A Cabinet Subcommittee has been appointed to present recommendations with regard to the amendment of the controversial Prevention of Terrorism (Temporary Provisions) Act (PTA), No. 48 of 1979 to the Cabinet of Ministers within the next three months.

The Morning learnt that the reforms are to be led by the Foreign Affairs Ministry, the Justice Ministry, the Defence Ministry, and the Public Security Ministry.

Justice Minister M.U.M. Ali Sabry PC stated in Parliament this week that the Government is ready to make changes to the PTA, following a Cabinet meeting on 21 June that has noted the need to make suitable changes to the Act to protect human rights and ensure national security.

The European Union (EU) Parliament, earlier this month, called on the Government of Sri Lanka (GoSL) to repeal the PTA and for the EU Commission to consider the temporary withdrawal of the Generalised Scheme/System of Preferences Plus (GSP+) from Sri Lanka if this is not done.

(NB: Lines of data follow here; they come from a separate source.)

use chromiumoxide::Page;
use chromiumoxide::error::CdpError;
use formsense_engine::backend::{BackendError, Evaluation};
use formsense_engine::config::EngineConfig;
use serde_json::Value;
use std::time::Duration;

/// Delay between retries while the page has no execution context.
const CONTEXT_RETRY_DELAY: Duration = Duration::from_millis(100);

#[derive(Debug, Clone, Copy)]
pub struct EvalSettings {
    /// Dialogs (alert/confirm/prompt) block the JS thread; give up after this.
    pub timeout: Duration,
    pub context_retries: usize,
}

impl Default for EvalSettings {
    fn default() -> Self {
        Self::from(&EngineConfig::default())
    }
}

impl From<&EngineConfig> for EvalSettings {
    fn from(config: &EngineConfig) -> Self {
        Self {
            timeout: Duration::from_millis(config.eval_timeout_ms),
            context_retries: config.context_retries.max(1),
        }
    }
}

/// Whether an error means the page has no usable context, e.g. mid-navigation.
pub(crate) fn is_context_error(err: &str) -> bool {
    err.contains("Cannot find context")
        || err.contains("Execution context was destroyed")
        || err.contains("-32000")
}

/// Turns a CDP remote result into an [`Evaluation`]. `undefined` and `null` both
/// come back without a payload.
pub(crate) fn to_evaluation(value: Option<&Value>) -> Evaluation {
    match value {
        None | Some(Value::Null) => Evaluation::Null,
        Some(value) => Evaluation::Value(value.clone()),
    }
}

enum Attempt {
    Done(Evaluation),
    Context(String),
}

async fn evaluate_once(page: &Page, script: &str, timeout: Duration) -> Result<Attempt, BackendError> {
    let result = tokio::time::timeout(timeout, page.evaluate(script))
        .await
        .map_err(|_| BackendError::TimeoutWithContext {
            operation: "script evaluation (possibly blocked by a dialog)".into(),
        })?;

    match result {
        Ok(remote) => Ok(Attempt::Done(to_evaluation(remote.value()))),
        Err(CdpError::JavascriptException(details)) => {
            let message = details
                .exception
                .as_ref()
                .and_then(|e| e.description.clone())
                .unwrap_or_else(|| details.text.clone());
            Ok(Attempt::Done(Evaluation::ScriptError(message)))
        }
        Err(e) => {
            let message = e.to_string();
            if is_context_error(&message) {
                Ok(Attempt::Context(message))
            } else {
                Err(BackendError::Other(message))
            }
        }
    }
}

/// Evaluates `script` in the page, retrying while the execution context is being
/// replaced.
pub async fn evaluate(page: &Page, script: &str, settings: &EvalSettings) -> Result<Evaluation, BackendError> {
    let mut last_error = String::new();

    for attempt in 1..=settings.context_retries {
        match evaluate_once(page, script, settings.timeout).await? {
            Attempt::Done(evaluation) => return Ok(evaluation),
            Attempt::Context(message) => {
                tracing::debug!(
                    attempt,
                    retries = settings.context_retries,
                    "context error during evaluation, retrying"
                );
                last_error = message;
                tokio::time::sleep(CONTEXT_RETRY_DELAY).await;
            }
        }
    }

    Err(BackendError::Navigation(format!(
        "page context unavailable after {} attempts: {}",
        settings.context_retries, last_error
    )))
}

#[cfg(test)]
mod tests {
    use super::*;
    use serde_json::json;

    #[test]
    fn test_context_errors() {
        assert!(is_context_error("Execution context was destroyed, most likely because of a navigation"));
        assert!(is_context_error("error -32000: Cannot find context with specified id"));
        assert!(!is_context_error("ReferenceError: foo is not defined"));
    }

    #[test]
    fn test_null_and_undefined_have_no_payload() {
        assert_eq!(to_evaluation(None), Evaluation::Null);
        assert_eq!(to_evaluation(Some(&Value::Null)), Evaluation::Null);
        assert_eq!(
            to_evaluation(Some(&json!({"status": "ok"}))),
            Evaluation::Value(json!({"status": "ok"}))
        );
    }

    #[test]
    fn test_settings_follow_engine_config() {
        let config = EngineConfig {
            eval_timeout_ms: 2500,
            context_retries: 0,
            ..EngineConfig::default()
        };
        let settings = EvalSettings::from(&config);
        assert_eq!(settings.timeout, Duration::from_millis(2500));
        assert_eq!(settings.context_retries, 1);
    }
}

However, Ali Sabry PC stated on 22 June that the decision by the Government to consider changes to the PTA is not a result of the EU Resolution on it.

Tamil National Alliance (TNA) MP M.A. Sumanthiran PC welcomed the announcement by the Government to make changes to the PTA, adding that the “draconian” PTA must be repealed.

On various occasions, organisations such as Amnesty International have raised concerns about the PTA. This year, Amnesty International released a statement calling for the immediate release of, or a fair trial for, poet Ahnaf Jazeem, who was arrested under the Act last year. The statement quoted the 2017 United Nations (UN) Special Rapporteur on the promotion and protection of human rights and fundamental freedoms while countering terrorism, Ben Emmerson, as saying that “the PTA had been used to commit some of the worst human rights violations, including widespread torture and arbitrary detention, in the run up to and during the conflict, particularly to target minorities and suppress dissent”.

In a study published in 2020, the Human Rights Commission of Sri Lanka (HRCSL) has noted that “violence in Police custody was found to be an inherent element of the investigation process, whereby torture is inflicted to extract information, confessions, and evidence from detainees”, especially those arrested under the PTA.